Measurement of fecal calprotectin effectively monitored recurrence of Crohn’s disease after intestinal resection, according to recent study data.
To determine whether fecal calprotectin, C-reactive protein or the Crohn’s disease activity index (CDAI) can accurately reflect the presence and severity of recurrent CD and predict future recurrence after intestinal resection, researchers analyzed data prospectively collected from 135 patients (44% men; median age, 36 years) who participated in a randomized controlled trial (POCER study) performed at multiple centers in Australia and New Zealand. This trial aimed to evaluate postoperative endoscopic assessment and treatment step-up for early mucosal recurrence. The protocol involved measurements of fecal calprotectin, C-reactive protein and CDAI at several points throughout the study period, and ileocolonoscopies were performed 6 and 18 months after surgery.
Among 319 stool samples tested, the median fecal calprotectin level decreased from 1,402 µg/g before surgery to 166 µg/g at 6 months after surgery, but was higher in patients with endoscopically confirmed disease recurrence compared with those in remission (275 µg/g vs. 72 µg/g; P < .001). When 6- and 18-month fecal calprotectin levels were combined they correlated with presence (r = 0.42; P < .001) and severity (r = 0.44; P < .001) of recurrence, whereas C-reactive protein and CDAI score did not. Fecal calprotectin concentrations greater than 100 µg/g indicated recurrence with 89% sensitivity, 58% specificity, 53% positive predictive value, 91% negative predictive value and 0.763 area underneath the receiver operator characteristic curve. Fecal calprotectin levels less than 51 µg/g in patients in remission at 6 months after surgery predicted maintenance of remission with 79% negative predictive value. Patients with recurrence at 6 months who had treatment step-up had fecal calprotectin levels of 324 µg/g at 6 months, which fell to 180 µg/g at 12 months (P = .005) and 109 µg/g at 18 months (P = .004).

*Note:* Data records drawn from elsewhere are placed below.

// modoya/src/checkout.rs

//! Checking out one order type from a cart.

use crate::cart::{Cart, CartLine, CartStore, OrderType};
use crate::catalog::Catalog;
use chrono::{DateTime, Utc};
use rand::Rng;
use serde::Serialize;
use std::fmt;
use tracing::{info, instrument};

/// Confirmation reference for an order.
///
/// Built from the UTC placement time and a random suffix. It is a display
/// reference only: two orders placed in the same second can collide, and it
/// carries no sequence or audit meaning.
#[derive(Debug, Clone, PartialEq, Eq, Hash, Serialize)]
#[serde(transparent)]
pub struct OrderId(String);

impl OrderId {
  pub fn generate(placed_at: DateTime<Utc>, rng: &mut impl Rng) -> Self {
    let suffix: u32 = rng.random();
    OrderId(format!("MOD-{}-{:08x}", placed_at.format("%Y%m%d%H%M%S"), suffix))
  }

  pub fn as_str(&self) -> &str {
    &self.0
  }
}

impl fmt::Display for OrderId {
  fn fmt(&self, f: &mut fmt::Formatter<'_>) -> fmt::Result {
    f.write_str(&self.0)
  }
}

/// Produced at checkout and returned to the caller; never stored.
#[derive(Debug, Clone, PartialEq, Eq, Serialize)]
#[serde(rename_all = "camelCase")]
pub struct Order {
  pub id: OrderId,
  pub order_type: OrderType,
  pub lines: Vec<CartLine>,
  pub total: u64,
  pub placed_at: DateTime<Utc>,
}

impl Order {
  /// `None` when `lines` is empty. Every line must already be of `order_type`.
  pub fn from_lines(order_type: OrderType, lines: Vec<CartLine>) -> Option<Self> {
    if lines.is_empty() {
      return None;
    }
    let placed_at = Utc::now();
    let total = lines.iter().map(|line| line.line_total).sum();
    Some(Self {
      id: OrderId::generate(placed_at, &mut rand::rng()),
      order_type,
      lines,
      total,
      placed_at,
    })
  }

  pub fn item_ids(&self) -> impl Iterator<Item = u64> + '_ {
    self.lines.iter().map(|line| line.item_id)
  }
}

/// Splits resolved lines into `(matching, other)` by order type, keeping order.
pub fn partition(lines: Vec<CartLine>, order_type: OrderType) -> (Vec<CartLine>, Vec<CartLine>) {
  lines.into_iter().partition(|line| line.order_type == order_type)
}

/// Checks out every `order_type` entry of `cart`.
///
/// Returns `None` and leaves the cart as it was (apart from the usual pruning
/// of unresolvable entries) when the cart or the requested partition is empty.
/// Otherwise the charged entries leave the cart and the rest stay.
pub fn checkout(cart: &mut Cart, catalog: &Catalog, order_type: OrderType) -> Option<Order> {
  let lines = cart.resolve(catalog);
  let (matching, _retained) = partition(lines, order_type);
  let order = Order::from_lines(order_type, matching)?;
  cart.remove_items(order.item_ids());
  Some(order)
}

/// [`checkout`] against one session of a [`CartStore`], under a single lock.
/// A session with no cart has nothing to check out.
#[instrument(name = "checkout::session", skip(store, catalog))]
pub fn checkout_session(
  store: &CartStore,
  session_id: &str,
  catalog: &Catalog,
  order_type: OrderType,
) -> Option<Order> {
  let order = store
    .with_cart(session_id, |cart| checkout(cart, catalog, order_type))
    .flatten()?;
  info!(order_id = %order.id, total = order.total, lines = order.lines.len(), "Order placed.");
  Some(order)
}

“In our cohort, if colonoscopy was performed at 6 months postoperatively only in patients with [fecal calprotectin] concentrations greater than 100 µg/g, then 47% of patients without endoscopic disease recurrence would have avoided a colonoscopy,” the researchers wrote.
“The role of [fecal calprotectin] in assessing postoperative recurrence has been debated owing to inconsistent results in mainly small studies. The strengths of the present study are its large size, prospective measurements, endoscopic validation, and longitudinal interindividual measurements of [fecal calprotectin],” according to an accompanying editorial co-written by Alain M. Schoepfer, MD, from Centre Hospitalier Universitaire Vaudois in Switzerland, and James D. Lewis, MD, from Perelman School of Medicine at University of Pennsylvania in Philadelphia.
“In summary, [fecal calprotectin] has a potential role in the noninvasive monitoring of CD patients after intestinal resection,” they wrote. “The test performance of [fecal calprotectin] in detecting postoperative recurrence is clearly superior to [C-reactive protein] and the CDAI.” – by Adam Leitenberger
Disclosure: Wright reports no relevant financial disclosures, but some of the other researchers report financial associations with Abbott, Janssen and Schering-Plough. Lewis reports he has served as a consultant for AbbVie, Amgen, AstraZeneca, Immune Pharmaceuticals, Janssen Pharmaceuticals, Medimmune, Merck, Nestle Health Sciences and Takeda; has served on a data and safety monitoring board for clinical trials sponsored by Pfizer; and has received research support from Bayer, Nestle Health Sciences, Shire and Takeda. Schoepfer reports he has served as a consultant for AbbVie, Merck, Takeda, Tillotts and UCB; and has received research support from AstraZeneca, Merck, Nestle Health Sciences and Tillots.